While Lamarck's contributions to science include work in meteorology, botany, chemistry, geology, and paleontology, he is best known for his work in invertebrate zoology and his theoretical work on evolution. He published an impressive seven-volume work, Histoire naturelle des animaux sans vertèbres (Natural History of Animals without Backbones, 1815-1822).
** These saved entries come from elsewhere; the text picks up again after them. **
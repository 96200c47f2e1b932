//! Member management endpoints. All require admin or subadmin; role changes
//! are reserved to the primary admin.

use axum::{
    extract::{Path, State},
    http::StatusCode,
    Json,
};
use serde::Deserialize;

use crate::auth::accounts::{user_from_row, USER_COLUMNS};
use crate::auth::middleware::Claims;
use crate::db::models::User;
use crate::state::AppState;

const VALID_ROLES: &[&str] = &["member", "subadmin", "admin"];

#[derive(Debug, Deserialize)]
pub struct RoleRequest {
    pub role: String,
}

#[derive(Debug, Deserialize)]
#[serde(rename_all = "camelCase")]
pub struct SuspendRequest {
    pub suspended: bool,
    #[serde(default)]
    pub restore_date: Option<String>,
    #[serde(default)]
    pub reason: Option<String>,
}

/// GET /api/admin/users
pub async fn list_users(
    State(state): State<AppState>,
    claims: Claims,
) -> Result<Json<Vec<User>>, StatusCode> {
    if !claims.is_admin() {
        return Err(StatusCode::FORBIDDEN);
    }

    let db = state.db.clone();

    let users = tokio::task::spawn_blocking(move || {
        let conn = db.lock().map_err(|_| StatusCode::INTERNAL_SERVER_ERROR)?;
        let mut stmt = conn
            .prepare(&format!(
                "SELECT {USER_COLUMNS} FROM users ORDER BY created_at DESC"
            ))
            .map_err(|_| StatusCode::INTERNAL_SERVER_ERROR)?;
        let users: Vec<User> = stmt
            .query_map([], user_from_row)
            .map_err(|_| StatusCode::INTERNAL_SERVER_ERROR)?
            .filter_map(|r| r.ok())
            .collect();
        Ok::<_, StatusCode>(users)
    })
    .await
    .map_err(|_| StatusCode::INTERNAL_SERVER_ERROR)??;

    Ok(Json(users))
}

fn load_user(conn: &rusqlite::Connection, user_id: &str) -> Result<User, StatusCode> {
    conn.query_row(
        &format!("SELECT {USER_COLUMNS} FROM users WHERE id = ?1"),
        rusqlite::params![user_id],
        user_from_row,
    )
    .map_err(|_| StatusCode::NOT_FOUND)
}

/// PATCH /api/admin/users/{id}/role
/// Primary admin only.
pub async fn set_role(
    State(state): State<AppState>,
    claims: Claims,
    Path(user_id): Path<String>,
    Json(body): Json<RoleRequest>,
) -> Result<Json<User>, StatusCode> {
    if !claims.is_primary_admin() {
        return Err(StatusCode::FORBIDDEN);
    }
    if !VALID_ROLES.contains(&body.role.as_str()) {
        return Err(StatusCode::BAD_REQUEST);
    }

    let db = state.db.clone();

    let user = tokio::task::spawn_blocking(move || {
        let conn = db.lock().map_err(|_| StatusCode::INTERNAL_SERVER_ERROR)?;
        let changed = conn
            .execute(
                "UPDATE users SET role = ?1 WHERE id = ?2",
                rusqlite::params![body.role, user_id],
            )
            .map_err(|_| StatusCode::INTERNAL_SERVER_ERROR)?;
        if changed == 0 {
            return Err(StatusCode::NOT_FOUND);
        }
        load_user(&conn, &user_id)
    })
    .await
    .map_err(|_| StatusCode::INTERNAL_SERVER_ERROR)??;

    Ok(Json(user))
}

/// PATCH /api/admin/users/{id}/suspend
/// Suspend or reinstate an account, optionally with an automatic restore
/// date checked at login.
pub async fn set_suspension(
    State(state): State<AppState>,
    claims: Claims,
    Path(user_id): Path<String>,
    Json(body): Json<SuspendRequest>,
) -> Result<Json<User>, StatusCode> {
    if !claims.is_admin() {
        return Err(StatusCode::FORBIDDEN);
    }

    let db = state.db.clone();

    let user = tokio::task::spawn_blocking(move || {
        let conn = db.lock().map_err(|_| StatusCode::INTERNAL_SERVER_ERROR)?;
        let changed = conn
            .execute(
                "UPDATE users SET suspended = ?1, restore_date = ?2, suspended_reason = ?3
                 WHERE id = ?4",
                rusqlite::params![
                    body.suspended,
                    body.restore_date,
                    body.reason.unwrap_or_default(),
                    user_id,
                ],
            )
            .map_err(|_| StatusCode::INTERNAL_SERVER_ERROR)?;
        if changed == 0 {
            return Err(StatusCode::NOT_FOUND);
        }
        load_user(&conn, &user_id)
    })
    .await
    .map_err(|_| StatusCode::INTERNAL_SERVER_ERROR)??;

    Ok(Json(user))
}

/// DELETE /api/admin/users/{id}
pub async fn delete_user(
    State(state): State<AppState>,
    claims: Claims,
    Path(user_id): Path<String>,
) -> Result<Json<serde_json::Value>, StatusCode> {
    if !claims.is_admin() {
        return Err(StatusCode::FORBIDDEN);
    }

    let db = state.db.clone();

    tokio::task::spawn_blocking(move || {
        let conn = db.lock().map_err(|_| StatusCode::INTERNAL_SERVER_ERROR)?;
        conn.execute("DELETE FROM users WHERE id = ?1", rusqlite::params![user_id])
            .map_err(|_| StatusCode::INTERNAL_SERVER_ERROR)?;
        Ok::<(), StatusCode>(())
    })
    .await
    .map_err(|_| StatusCode::INTERNAL_SERVER_ERROR)??;

    Ok(Json(serde_json::json!({ "success": true })))
}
Lamarck's theoretical observations on evolution, referred to as transformism or transmutation in the early 19th century, preceded his extensive observational work on invertebrates. With his colleagues, French naturalists Georges Cuvier and Geoffroy Saint-Hilaire, Lamarck accepted the view that animals in nature were arranged on one continuous scala naturae (natural scale). According to Lamarck, once nature formed life, the arrangement of all subsequent forms of life was the result of time and environment interacting with the organization of organic beings. From the simplest forms of life, more complex forms emerged naturally. These ideas were initially presented in Lamarck's major theoretical work, Philosophie zoologique (Zoological Philosophy, 1809), and he elaborated on them throughout his career. His final treatment of his hypothesis was included in his multi-volume work on invertebrates. Here, Lamarck explains his marche de la nature (scale of nature) as being controlled by three biological laws: environmental influence on organ development, change in body structure based on use and disuse of parts, and the inheritance of acquired characteristics. However, Lamarck's views were never clearly presented nor coherently argued; as a result, his ideas were not seriously entertained during his lifetime. His theory of evolution suffered at the hands of Cuvier, who championed his own ideas from a more powerful scientific and political position. Lamarck died with little scientific recognition of his work or his ideas. Not until the second half of the 19th century were Lamarck's ideas seriously considered again.